■ **What the exercise asks**
Please list all lines of the material below in which the string "layer" occurs.

Source information: Begin

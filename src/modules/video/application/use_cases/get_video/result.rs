use chrono::{DateTime, Utc};
use serde::Serialize;

use crate::modules::video::domain::{AudioVideoMedia, ImageMedia, MediaStatus, Video};
use crate::shared::domain::Identifier;

#[derive(Debug, Clone, PartialEq, Serialize)]
#[serde(rename_all = "camelCase")]
pub struct AudioVideoMediaOutput {
    pub id: String,
    pub checksum: String,
    pub name: String,
    pub raw_location: String,
    pub encoded_location: String,
    pub status: MediaStatus,
}

impl From<&AudioVideoMedia> for AudioVideoMediaOutput {
    fn from(media: &AudioVideoMedia) -> Self {
        Self {
            id: media.id().to_string(),
            checksum: media.checksum().to_string(),
            name: media.name().to_string(),
            raw_location: media.raw_location().to_string(),
            encoded_location: media.encoded_location().to_string(),
            status: media.status(),
        }
    }
}

#[derive(Debug, Clone, PartialEq, Serialize)]
pub struct ImageMediaOutput {
    pub checksum: String,
    pub name: String,
    pub location: String,
}

impl From<&ImageMedia> for ImageMediaOutput {
    fn from(media: &ImageMedia) -> Self {
        Self {
            checksum: media.checksum().to_string(),
            name: media.name().to_string(),
            location: media.location().to_string(),
        }
    }
}

/// Full read view of a video
#[derive(Debug, Clone, PartialEq, Serialize)]
#[serde(rename_all = "camelCase")]
pub struct VideoOutput {
    pub id: String,
    pub title: String,
    pub description: String,
    pub launched_at: Option<i32>,
    pub duration: f64,
    pub opened: bool,
    pub published: bool,
    pub rating: Option<String>,
    pub created_at: DateTime<Utc>,
    pub updated_at: DateTime<Utc>,
    pub banner: Option<ImageMediaOutput>,
    pub thumbnail: Option<ImageMediaOutput>,
    pub thumbnail_half: Option<ImageMediaOutput>,
    pub video: Option<AudioVideoMediaOutput>,
    pub trailer: Option<AudioVideoMediaOutput>,
    /// Sorted for stable output
    pub categories: Vec<String>,
    pub genres: Vec<String>,
    pub cast_members: Vec<String>,
}

fn sorted_values<'a, I, T>(ids: I) -> Vec<String>
where
    I: IntoIterator<Item = &'a T>,
    T: Identifier + 'a,
{
    let mut values: Vec<String> = ids.into_iter().map(|id| id.value().to_string()).collect();
    values.sort();
    values
}

impl From<&Video> for VideoOutput {
    fn from(video: &Video) -> Self {
        Self {
            id: video.id().to_string(),
            title: video.title().to_string(),
            description: video.description().to_string(),
            launched_at: video.launched_at(),
            duration: video.duration(),
            opened: video.opened(),
            published: video.published(),
            rating: video.rating().map(|r| r.as_str().to_string()),
            created_at: video.created_at(),
            updated_at: video.updated_at(),
            banner: video.banner().map(ImageMediaOutput::from),
            thumbnail: video.thumbnail().map(ImageMediaOutput::from),
            thumbnail_half: video.thumbnail_half().map(ImageMediaOutput::from),
            video: video.video().map(AudioVideoMediaOutput::from),
            trailer: video.trailer().map(AudioVideoMediaOutput::from),
            categories: sorted_values(video.categories()),
            genres: sorted_values(video.genres()),
            cast_members: sorted_values(video.cast_members()),
        }
    }
}

pub type GetVideoResult = VideoOutput;
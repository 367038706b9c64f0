use super::aggregates::Video;
use crate::shared::errors::AppResult;
use crate::shared::validation::{ValidationError, ValidationHandler, Validator};

pub const TITLE_MAX_LENGTH: usize = 255;
pub const DESCRIPTION_MAX_LENGTH: usize = 4000;

/// Field checks of the Video aggregate, run in a fixed order:
/// title, description, launchedAt, rating
pub struct VideoValidator<'a> {
    video: &'a Video,
}

impl<'a> VideoValidator<'a> {
    pub fn new(video: &'a Video) -> Self {
        Self { video }
    }

    fn check_text(
        handler: &mut dyn ValidationHandler,
        field: &str,
        value: &str,
        max: usize,
    ) -> AppResult<()> {
        let length = value.trim().chars().count();

        if length == 0 {
            return handler.append(ValidationError::new(format!(
                "'{}' should not be empty",
                field
            )));
        }

        if length > max {
            return handler.append(ValidationError::new(format!(
                "'{}' must be between 1 and {} characters",
                field, max
            )));
        }

        Ok(())
    }
}

impl Validator for VideoValidator<'_> {
    fn validate(&self, handler: &mut dyn ValidationHandler) -> AppResult<()> {
        Self::check_text(handler, "title", self.video.title(), TITLE_MAX_LENGTH)?;
        Self::check_text(
            handler,
            "description",
            self.video.description(),
            DESCRIPTION_MAX_LENGTH,
        )?;

        if self.video.launched_at().is_none() {
            handler.append(ValidationError::new("'launchedAt' should not be null"))?;
        }

        if self.video.rating().is_none() {
            handler.append(ValidationError::new("'rating' should not be null"))?;
        }

        Ok(())
    }
}
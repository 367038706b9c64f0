//! Environment driven configuration
//!
//! Values come from the process environment, optionally seeded from a `.env`
//! file. Every key has a default so the service starts with no configuration.

use std::path::PathBuf;

use crate::shared::errors::{AppError, AppResult};

pub const DEFAULT_LOCATION_PATTERN: &str = "videoId-{videoId}";
pub const DEFAULT_FILENAME_PATTERN: &str = "type-{type}";

/// Where media resources are written
#[derive(Debug, Clone, PartialEq, Eq)]
pub enum StorageBackend {
    Memory,
    Local(PathBuf),
}

#[derive(Debug, Clone, PartialEq, Eq)]
pub struct StorageConfig {
    pub backend: StorageBackend,
    /// Folder per video, `{videoId}` is substituted
    pub location_pattern: String,
    /// File name per media type, `{type}` is substituted
    pub filename_pattern: String,
}

impl Default for StorageConfig {
    fn default() -> Self {
        Self {
            backend: StorageBackend::Memory,
            location_pattern: DEFAULT_LOCATION_PATTERN.to_string(),
            filename_pattern: DEFAULT_FILENAME_PATTERN.to_string(),
        }
    }
}

#[derive(Debug, Clone)]
pub struct AppConfig {
    pub log_level: log::LevelFilter,
    pub storage: StorageConfig,
    /// Bounded capacity of the in-process encoder queues
    pub encoder_queue_capacity: usize,
}

impl Default for AppConfig {
    fn default() -> Self {
        Self {
            log_level: log::LevelFilter::Info,
            storage: StorageConfig::default(),
            encoder_queue_capacity: 64,
        }
    }
}

impl AppConfig {
    /// Load configuration from `.env` (if present) and the environment
    pub fn from_env() -> AppResult<Self> {
        dotenvy::dotenv().ok();
        Self::from_lookup(|key| std::env::var(key).ok())
    }

    /// Build configuration from an arbitrary key lookup
    pub fn from_lookup<F>(lookup: F) -> AppResult<Self>
    where
        F: Fn(&str) -> Option<String>,
    {
        let defaults = AppConfig::default();

        let log_level = match lookup("CATALOG_LOG_LEVEL") {
            Some(raw) => raw.parse::<log::LevelFilter>().map_err(|_| {
                AppError::InvalidInput(format!("Invalid CATALOG_LOG_LEVEL: {}", raw))
            })?,
            None => defaults.log_level,
        };

        let backend = match lookup("STORAGE_BACKEND").as_deref() {
            None | Some("memory") => StorageBackend::Memory,
            Some("local") => StorageBackend::Local(PathBuf::from(
                lookup("STORAGE_ROOT").unwrap_or_else(|| "./storage".to_string()),
            )),
            Some(other) => {
                return Err(AppError::InvalidInput(format!(
                    "Invalid STORAGE_BACKEND: {} (expected 'memory' or 'local')",
                    other
                )))
            }
        };

        let location_pattern = lookup("STORAGE_LOCATION_PATTERN")
            .unwrap_or_else(|| DEFAULT_LOCATION_PATTERN.to_string());
        if !location_pattern.contains("{videoId}") {
            return Err(AppError::InvalidInput(
                "STORAGE_LOCATION_PATTERN must contain {videoId}".to_string(),
            ));
        }

        let filename_pattern = lookup("STORAGE_FILENAME_PATTERN")
            .unwrap_or_else(|| DEFAULT_FILENAME_PATTERN.to_string());
        if !filename_pattern.contains("{type}") {
            return Err(AppError::InvalidInput(
                "STORAGE_FILENAME_PATTERN must contain {type}".to_string(),
            ));
        }

        let encoder_queue_capacity = match lookup("ENCODER_QUEUE_CAPACITY") {
            Some(raw) => match raw.parse::<usize>() {
                Ok(capacity) if capacity > 0 => capacity,
                _ => {
                    return Err(AppError::InvalidInput(format!(
                        "Invalid ENCODER_QUEUE_CAPACITY: {}",
                        raw
                    )))
                }
            },
            None => defaults.encoder_queue_capacity,
        };

        Ok(Self {
            log_level,
            storage: StorageConfig {
                backend,
                location_pattern,
                filename_pattern,
            },
            encoder_queue_capacity,
        })
    }
}
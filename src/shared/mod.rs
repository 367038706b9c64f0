// Shared Kernel - Domain Driven Design
// Following Clean Architecture + Hexagonal Architecture patterns

pub mod application; // Shared application layer patterns
pub mod config; // Environment driven configuration
pub mod domain; // Shared domain concepts (identifiers, events)
pub mod errors; // Shared error types
pub mod utils; // Shared utilities (logging)
pub mod validation; // Notification based validation kernel

pub use config::AppConfig;
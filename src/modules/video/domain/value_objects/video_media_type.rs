use serde::{Deserialize, Serialize};

/// The five asset roles a video can hold
#[derive(Debug, Clone, Copy, PartialEq, Eq, Hash, Serialize, Deserialize)]
#[serde(rename_all = "SCREAMING_SNAKE_CASE")]
pub enum VideoMediaType {
    Video,
    Trailer,
    Banner,
    Thumbnail,
    ThumbnailHalf,
}

impl VideoMediaType {
    pub const ALL: [VideoMediaType; 5] = [
        VideoMediaType::Video,
        VideoMediaType::Trailer,
        VideoMediaType::Banner,
        VideoMediaType::Thumbnail,
        VideoMediaType::ThumbnailHalf,
    ];

    pub fn as_str(&self) -> &'static str {
        match self {
            VideoMediaType::Video => "VIDEO",
            VideoMediaType::Trailer => "TRAILER",
            VideoMediaType::Banner => "BANNER",
            VideoMediaType::Thumbnail => "THUMBNAIL",
            VideoMediaType::ThumbnailHalf => "THUMBNAIL_HALF",
        }
    }

    /// Lookup by name, ignoring case
    pub fn of(value: &str) -> Option<Self> {
        Self::ALL
            .into_iter()
            .find(|t| t.as_str().eq_ignore_ascii_case(value))
    }

    /// Video and trailer carry a processing status, images do not
    pub fn is_audio_video(&self) -> bool {
        matches!(self, VideoMediaType::Video | VideoMediaType::Trailer)
    }

    pub fn is_image(&self) -> bool {
        !self.is_audio_video()
    }
}

impl std::fmt::Display for VideoMediaType {
    fn fmt(&self, f: &mut std::fmt::Formatter<'_>) -> std::fmt::Result {
        write!(f, "{}", self.as_str())
    }
}
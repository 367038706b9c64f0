use crate::shared::domain::identifier::identifier;

identifier!(
    /// Identifier of a category
    CategoryId
);

identifier!(
    /// Identifier of a genre
    GenreId
);

identifier!(
    /// Identifier of a cast member
    CastMemberId
);
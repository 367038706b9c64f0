mod command;
mod handler;
mod result;

pub use command::UpdateMediaStatusCommand;
pub use handler::UpdateMediaStatusHandler;
pub use result::UpdateMediaStatusResult;
use async_trait::async_trait;

use crate::modules::video::domain::VideoMediaCreated;
use crate::shared::errors::AppResult;

/// Port (interface) for handing domain events to the encoding pipeline
/// Infrastructure layer implements this (in-process queue, message broker, etc.)
#[async_trait]
pub trait EventPublisher: Send + Sync {
    /// Publish events in the order they were recorded
    async fn publish_all(&self, events: Vec<VideoMediaCreated>) -> AppResult<()>;
}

Source information: End

■ **Result**
pub mod application; // Shared application layer patterns
/// Infrastructure layer implements this (in-process queue, message broker, etc.)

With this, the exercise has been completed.